> [The data]
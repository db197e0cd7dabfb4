use chrono::NaiveDate;
use serde::{Deserialize, Serialize};
use utoipa::ToSchema;

/// Column list matching [`Employee`] for `query_as`.
pub const EMPLOYEE_COLUMNS: &str = "id, employee_id, first_name, last_name, role, status, location, \
     email, contact, aadhar, qualification, joining_date, is_admin";

#[derive(Debug, Clone, Serialize, Deserialize, sqlx::FromRow, ToSchema)]
#[schema(
    example = json!({
        "id": 1,
        "employee_id": "MW-001",
        "first_name": "Asha",
        "last_name": "Rao",
        "role": "Software Engineer",
        "status": "Active",
        "location": "Hyderabad",
        "email": "asha.rao@company.com",
        "contact": "+91 98765 43210",
        "aadhar": null,
        "qualification": "B.Tech",
        "joining_date": "2023-06-01",
        "is_admin": false
    })
)]
pub struct Employee {
    #[schema(example = 1)]
    pub id: u64,

    /// Business identifier shown across the portal
    #[schema(example = "MW-001")]
    pub employee_id: String,

    #[schema(example = "Asha")]
    pub first_name: String,

    #[schema(example = "Rao", nullable = true)]
    pub last_name: Option<String>,

    /// Designation, e.g. "Project Manager"
    #[schema(example = "Software Engineer", nullable = true)]
    pub role: Option<String>,

    #[schema(example = "Active")]
    pub status: String,

    #[schema(nullable = true)]
    pub location: Option<String>,

    #[schema(example = "asha.rao@company.com", nullable = true)]
    pub email: Option<String>,

    #[schema(example = "+91 98765 43210", nullable = true)]
    pub contact: Option<String>,

    #[schema(nullable = true)]
    pub aadhar: Option<String>,

    #[schema(nullable = true)]
    pub qualification: Option<String>,

    #[schema(example = "2023-06-01", value_type = Option<String>, format = "date")]
    pub joining_date: Option<NaiveDate>,

    pub is_admin: bool,
}

impl Employee {
    pub fn full_name(&self) -> String {
        full_name(&self.first_name, self.last_name.as_deref())
    }

    pub fn is_inactive(&self) -> bool {
        self.status == "Inactive"
    }

    pub fn is_intern(&self) -> bool {
        self.role
            .as_deref()
            .map(|r| r.to_lowercase().contains("intern"))
            .unwrap_or(false)
    }
}

pub fn full_name(first: &str, last: Option<&str>) -> String {
    match last {
        Some(l) if !l.trim().is_empty() => format!("{} {}", first, l.trim()),
        _ => first.to_string(),
    }
}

> [Work request] Show every line above where "Engineer" is found.

> [Task response]
        "role": "Software Engineer",
    #[schema(example = "Software Engineer", nullable = true)]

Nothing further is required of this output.